Los mundos de Carlos Peinado

Aunque sea lejana y desconocida su faceta de directivo en Caja Granada a él hay que colgarle los primeros Premios Literarios “Jaén” allá por los años 80 >> Ya jubilado, su inquietud y sus ganas le han convertido en programador musical

23 ago 2020 / 12:41 H.

Es de andar por casa Luis Carlos Peinado Pina, aunque sus mundos sean tan distintos y originales que a veces seguirlo cueste lo indecible porque no se atiene a las normas de persona seria y circunspecta, que lo es, sobradamente reconocido en su bagaje de jaenero ilustrado y comprometido, pero sus otros mundos, por los que a diario transita, lo llevan y lo traen como cual mozalbete ávido de nuevas experiencias en un libro universal, sea Tom Sawyer (de Mark Twain) o si nos atenemos a su sempiterna barba, mismamente Sandokán (de Emilio Salgari). Es conocido como empresario, pero su larga trayectoria profesional acoge en su seno una cuestión trascendente para esta tierra que aún se sostiene en el tiempo, los Premios Literarios “Jaén” de Caja Granada, que él personalmente puso en marcha en los años ochenta. Tampoco son baladí sus largos años de gerente de una empresa de transporte de paquetería o su trabajo en la sombra en grandes acontecimientos para esta tierra, porque para eso es intransigente, no quiere luces ni focos ni habita el terreno del escaparate social, lo suyo, cual persona anónima pero reconocible en amistades, es ayudar al prójimo en lo que se pueda, que siempre, con él, es todo y, por ende, estamos ante uno de los más fieles seguidores de San Mateo y sus versículos bíblicos. De convicciones firmes y definitivas, Carlos Peinado siempre está dispuesto y disponible para quien lo necesite, algo que le acompaña desde chico, sea el tramo vital y profesional por el que camine, porque ahora, verbigracia, necesitada esta ciudad y sus noches de música en directo, se ha convertido, sin buscarlo ni pretenderlo (mucho menos, reconocerlo) en el más conspicuo programador musical del viejo Santo Reino, haciendo emerger nuevos valores patrios de la canción. De charla amigable, con un hatillo de experiencias fuera de lo común y ahora feliz abuelo, a este caballero que huye de la corbata y de pitillo en mano, le gusta todo al mínimo detalle y se precia de ser amigo de sus amigos, a los que nunca defrauda. Será por ello que siempre que te lo encuentras pregunta: ¿Todo bien? ¿Todo controlado?

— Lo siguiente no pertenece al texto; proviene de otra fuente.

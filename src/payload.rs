//! Assembly of a single structured log entry.

use crate::event::LogEventKind;
use crate::level::LogSeverity;
use crate::location::SourceLocation;
use crate::trace::TraceContextReader;
use chrono::{DateTime, Utc};
use serde::{Serialize, Serializer};
use serde_json::Value;

/// Caller-supplied structured data attached to a log entry.
pub type Fields = serde_json::Map<String, Value>;

/// Field names owned by the facade. Downstream log consumers parse these,
/// so they must not change.
pub mod keys {
    pub const MESSAGE: &str = "message";
    pub const SEVERITY: &str = "severity";
    pub const EVENT: &str = "event";
    pub const TIME: &str = "time";
    pub const SOURCE_LOCATION: &str = "logging.googleapis.com/sourceLocation";
    pub const TRACE: &str = "logging.googleapis.com/trace";
    pub const SPAN_ID: &str = "logging.googleapis.com/spanId";

    pub const LOCATION_FILE: &str = "file";
    pub const LOCATION_FUNCTION: &str = "function";
    pub const LOCATION_LINE: &str = "line";

    pub(crate) const RESERVED: [&str; 7] =
        [MESSAGE, SEVERITY, EVENT, TIME, SOURCE_LOCATION, TRACE, SPAN_ID];
}

/// One log entry before rendering.
#[derive(Debug, Clone)]
pub struct Payload {
    pub message: String,
    pub severity: LogSeverity,
    pub location: Option<SourceLocation>,
    /// Raw trace id, shown in human output.
    pub trace_id: Option<String>,
    /// Trace id qualified as a cloud resource path.
    pub trace: Option<String>,
    pub span_id: Option<String>,
    pub event: Option<LogEventKind>,
    pub extra: Fields,
    pub timestamp: DateTime<Utc>,
}

impl Payload {
    pub fn with_event(mut self, kind: LogEventKind) -> Self {
        self.event = Some(kind);
        self
    }

    /// Flatten into the structured record shape.
    ///
    /// Extra fields go in first and every reserved key is then removed and
    /// rewritten by the facade, so a caller can never clobber a reserved key.
    /// `time` is not written here; see [`Payload::to_fields_with_time`].
    pub fn to_fields(&self) -> Fields {
        let mut fields = self.extra.clone();
        for key in keys::RESERVED {
            fields.remove(key);
        }

        fields.insert(keys::MESSAGE.into(), Value::from(self.message.as_str()));
        fields.insert(keys::SEVERITY.into(), Value::from(self.severity.as_str()));

        if let Some(location) = &self.location {
            let mut source = Fields::new();
            source.insert(keys::LOCATION_FILE.into(), Value::from(&*location.type_name));
            if let Some(method) = &location.method_name {
                source.insert(keys::LOCATION_FUNCTION.into(), Value::from(&**method));
            }
            source.insert(keys::LOCATION_LINE.into(), Value::from(location.line));
            fields.insert(keys::SOURCE_LOCATION.into(), Value::Object(source));
        }

        if let Some(trace) = &self.trace {
            fields.insert(keys::TRACE.into(), Value::from(trace.as_str()));
        }
        if let Some(span_id) = &self.span_id {
            fields.insert(keys::SPAN_ID.into(), Value::from(span_id.as_str()));
        }
        if let Some(event) = &self.event {
            fields.insert(keys::EVENT.into(), Value::from(event.as_str()));
        }

        fields
    }

    /// Same as [`Payload::to_fields`] plus the RFC 3339 `time` field.
    pub fn to_fields_with_time(&self) -> Fields {
        let mut fields = self.to_fields();
        fields.insert(
            keys::TIME.into(),
            Value::from(
                self.timestamp
                    .to_rfc3339_opts(chrono::SecondsFormat::Millis, true),
            ),
        );
        fields
    }
}

impl Serialize for Payload {
    fn serialize<S: Serializer>(&self, serializer: S) -> Result<S::Ok, S::Error> {
        self.to_fields().serialize(serializer)
    }
}

/// Composes [`Payload`]s for one logger, reading trace correlation from the
/// logger's current [`TraceContextReader`].
pub struct PayloadBuilder<'a> {
    app_id: &'a str,
    trace: &'a dyn TraceContextReader,
}

impl<'a> PayloadBuilder<'a> {
    pub fn new(app_id: &'a str, trace: &'a dyn TraceContextReader) -> Self {
        Self { app_id, trace }
    }

    pub fn build(
        &self,
        message: &str,
        severity: LogSeverity,
        location: Option<SourceLocation>,
        extra: Fields,
    ) -> Payload {
        let trace_id = self.trace.trace_id().map(str::to_string);
        let trace = trace_id
            .as_deref()
            .map(|id| format!("projects/{}/traces/{}", self.app_id, id));

        Payload {
            message: message.to_string(),
            severity,
            location,
            trace_id,
            trace,
            span_id: self.trace.span_id().map(str::to_string),
            event: None,
            extra,
            timestamp: Utc::now(),
        }
    }
}

#[cfg(test)]
mod tests {
    use super::*;
    use crate::trace::TraceContext;
    use serde_json::json;

    fn fields(value: Value) -> Fields {
        match value {
            Value::Object(map) => map,
            _ => panic!("expected a JSON object"),
        }
    }

    #[test]
    fn minimal_payload_has_message_and_severity_only() {
        let trace = TraceContext::default();
        let payload = PayloadBuilder::new("my-app", &trace).build(
            "hello",
            LogSeverity::Debug,
            None,
            Fields::new(),
        );

        assert_eq!(
            Value::Object(payload.to_fields()),
            json!({ "message": "hello", "severity": "DEBUG" })
        );
    }

    #[test]
    fn location_and_trace_fields() {
        let trace = TraceContext::start(Some("abc".into()), Some("7".into()));
        let payload = PayloadBuilder::new("my-app", &trace).build(
            "hello",
            LogSeverity::Info,
            Some(SourceLocation::new("Foo", "bar", 42)),
            Fields::new(),
        );

        let out = payload.to_fields();
        assert_eq!(out[keys::TRACE], json!("projects/my-app/traces/abc"));
        assert_eq!(out[keys::SPAN_ID], json!("7"));
        assert_eq!(
            out[keys::SOURCE_LOCATION],
            json!({ "file": "Foo", "function": "bar", "line": 42 })
        );
        assert_eq!(payload.trace_id.as_deref(), Some("abc"));
    }

    #[test]
    fn unknown_method_omits_function() {
        let trace = TraceContext::default();
        let payload = PayloadBuilder::new("my-app", &trace).build(
            "hello",
            LogSeverity::Info,
            Some(SourceLocation::without_method("app::jobs", 3)),
            Fields::new(),
        );
        assert_eq!(
            payload.to_fields()[keys::SOURCE_LOCATION],
            json!({ "file": "app::jobs", "line": 3 })
        );
    }

    #[test]
    fn reserved_keys_win_over_extra_fields() {
        let trace = TraceContext::default();
        let extra = fields(json!({
            "severity": "bogus",
            "message": "overridden?",
            "logging.googleapis.com/trace": "projects/evil/traces/1",
            "courseId": "CS101",
        }));
        let payload = PayloadBuilder::new("my-app", &trace)
            .build("real", LogSeverity::Info, None, extra)
            .with_event(LogEventKind::EmailSent);

        let out = payload.to_fields();
        assert_eq!(out["severity"], json!("INFO"));
        assert_eq!(out["message"], json!("real"));
        assert_eq!(out["event"], json!("EMAIL_SENT"));
        assert_eq!(out["courseId"], json!("CS101"));
        assert!(!out.contains_key(keys::TRACE));
    }

    #[test]
    fn time_is_only_written_on_request() {
        let trace = TraceContext::default();
        let payload =
            PayloadBuilder::new("my-app", &trace).build("m", LogSeverity::Info, None, Fields::new());
        assert!(!payload.to_fields().contains_key(keys::TIME));
        assert!(payload.to_fields_with_time()[keys::TIME].is_string());
    }
}
use std::sync::atomic::Ordering;
use std::sync::Arc;
use std::time::Instant;

use async_trait::async_trait;
use cloud_log_facade::buffered::{BufferConfig, BufferedSink, LogWriter};
use cloud_log_facade::record::LogRecord;
use cloud_log_facade::sink::Channels;
use cloud_log_facade::{log_info, logger};
use cloud_log_facade::{EnvironmentMode, LogConfig};
use tokio::time::Duration;

/// Example of a custom async destination. Imagine this talks to some
/// proprietary store; for the sake of example we just print the record.
struct PrintingWriter;

#[async_trait]
impl LogWriter for PrintingWriter {
    async fn write(&self, record: &LogRecord) -> Result<(), Box<dyn std::error::Error + Send + Sync>> {
        println!("[{}] {}", record.channel_name(), record.line);
        Ok(())
    }
}

#[tokio::main]
async fn main() {
    let buffer_config = BufferConfig {
        buffer: 50_000,
        batch_size: 1_000,
        flush_interval: Duration::from_millis(200),
    };
    let (sink, handle) = BufferedSink::new(Arc::new(PrintingWriter), buffer_config);

    let config = Arc::new(
        LogConfig::builder()
            .mode(EnvironmentMode::Cloud)
            .app_id("teammates-demo")
            .channels(Channels::shared(Arc::new(sink.clone())))
            .build()
            .expect("cloud config"),
    );
    let log = logger!(config);

    let n: u64 = 10_000;
    let start = Instant::now();
    for i in 0..n {
        log_info!(log, "iteration {}", i);
    }
    let elapsed = start.elapsed();

    let dropped = sink.stats().dropped.load(Ordering::Relaxed);
    eprintln!(
        "emitted {} records in {:?} (~{:.0} rec/s), dropped {}",
        n,
        elapsed,
        n as f64 / elapsed.as_secs_f64(),
        dropped
    );

    // Close the queue so the writer task drains and exits.
    drop(log);
    drop(config);
    drop(sink);
    handle.await.expect("writer task");
}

Sí Carlos, contigo al lado, todos contentos.

ADIVINA... ADIVINANZA

>> “Ha barrido en su pueblo, como era de esperar, por su gestión y su impropia contrincante, pero no ha dejado de practicar su sana costumbre de ir cada día a misa de 8.30 de la mañana” (21-7-2019)

LA CLAVE

Alcalde del interior que dará que hablar en un futuro más temprano que tarde

>> “¿Qué empresario ha dado el salto a la política, convencido de que tenía que dar un paso por la sociedad?” (3-11-2019)

LA CLAVE

No salió, pero los ayuntamientos tienen “tragaderas asesoriales” suficientes para que ya tenga sueldo

LA PERLA DE LA SEMANA

¿En qué lugar de Jaén se reúnen durante todo el día de hoy medio centenar de personas, venidos todos de otra provincia hermana, para festejar la buena nueva de la adquisición de la finca?

A MEDIA VOZ

Es un contrasentido que un pueblo sin covid-19 de nunca no pueda hacer fiestas

VERBENAS, NO; CONCIERTOS, POR SUPUESTO, SÍ

Sorprende la autoridad competente anulando fiestas populares y programando conciertos multitudinarios. Y sorprende más cómo todo el mundo ha de pagar por lo que los demás hagan y uno no. Me explico: en Jaén hay 19 pueblos que jamás han tenido un caso de covid-19 desde el inicio de la pandemia y otros 36 que en la nueva normalidad están resistiendo sin contagiados, o sea, 55 municipios de los 97, donde el coronavirus está a raya... Pero no pueden hacer verbenas por orden gubernativa y, contradicción pura, si tuviesen dinero los ayuntamientos, los dejarían organizar conciertos, que sí que tienen bula.

... Y AL FRESCO

>> Titular del viernes 21 de agosto: “Los feriantes en “guerra” para reclamar apoyo”.

>> Y la interpretación: “Este sector, junto con las orquestas de pueblo, no tienen quien les escriba. Navas es un polvorín”.